Virtual Machine 1 picoCTF 2023 Solution

Published: April 26, 2023

Description

A harder custom bytecode VM with a richer instruction set than Virtual Machine 0. You must either fully emulate execution in Python or invert the bytecode transformation to determine what input the VM accepts.

Download the VM binary and bytecode file.

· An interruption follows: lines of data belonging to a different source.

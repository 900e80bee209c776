use std::sync::Arc;
use std::time::Duration;

use tokio::sync::mpsc;
use tokio::time::sleep;
use tracing::{debug, info, warn};

use crate::market_data::adapters::QuoteSource;
use crate::market_data::types::Quote;
use crate::metrics;

/// Bounded exponential delay applied after consecutive fetch failures.
///
/// A zero base disables the delay entirely, which retries immediately.
#[derive(Debug, Clone)]
pub struct Backoff {
    base: Duration,
    max: Duration,
    current: Duration,
}

impl Backoff {
    pub fn new(base: Duration, max: Duration) -> Self {
        Self {
            base,
            max: max.max(base),
            current: base,
        }
    }

    /// Delay to wait now; doubles the next one up to the cap.
    pub fn next_delay(&mut self) -> Duration {
        let delay = self.current;
        self.current = self.current.saturating_mul(2).min(self.max);
        delay
    }

    pub fn reset(&mut self) {
        self.current = self.base;
    }
}

/// Fetches quotes forever and hands each one to the pipeline.
///
/// `send` waits while the single slot is occupied, so fetching never runs
/// more than one quote ahead of processing. Returns once the consumer side has
/// been dropped.
pub async fn run_quote_producer(
    source: Arc<dyn QuoteSource>,
    ticker: String,
    tx: mpsc::Sender<Quote>,
    mut backoff: Backoff,
) {
    info!(source = source.name(), %ticker, "quote producer started");

    loop {
        match source.fetch(&ticker).await {
            Ok(quote) => {
                backoff.reset();
                metrics::record_fetch("ok");
                debug!(%ticker, price = %quote.price(), "quote fetched");

                if tx.send(quote).await.is_err() {
                    warn!("handoff channel closed, stopping quote producer");
                    return;
                }
            }
            Err(err) => {
                metrics::record_fetch("error");
                let delay = backoff.next_delay();
                let retry_in_ms = delay.as_millis() as u64;
                warn!(%ticker, error = %err, retry_in_ms, "quote fetch failed");

                if tx.is_closed() {
                    warn!("handoff channel closed, stopping quote producer");
                    return;
                }
                if delay.is_zero() {
                    tokio::task::yield_now().await;
                } else {
                    sleep(delay).await;
                }
            }
        }
    }
}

Load the binary into Ghidra for static analysis.

bash
wget https://artifacts.picoctf.net/c/509/vm1
bash
chmod +x vm1
  1. Step 1Diff the dispatch loop against VM 0
    VM 1 reuses most of VM 0's opcodes and adds a handful. Confirming the overlap upfront saves you from re-reversing instructions you already understand.
    Learn more

    Walk the dispatch switch in Ghidra and tag each case as "reused" or "new" relative to your VM 0 opcode table. A typical diff looks like:

    • Reused from VM 0: LOAD_IMM, ADD, SUB, CMP, JEQ, READ, HALT.
    • New in VM 1: bitwise ops (XOR, AND, OR, SHL, SHR), multiply/divide, indirect memory load/store (LDM, STM), and an unconditional JMP.
    • Register file changes: the register array often grows from 4 to 8 or 16 slots, and width may widen from uint8_t to uint32_t; check the array type in the decompiler.

    For the underlying Ghidra workflow when you hit an unfamiliar pattern, see Ghidra Reverse Engineering.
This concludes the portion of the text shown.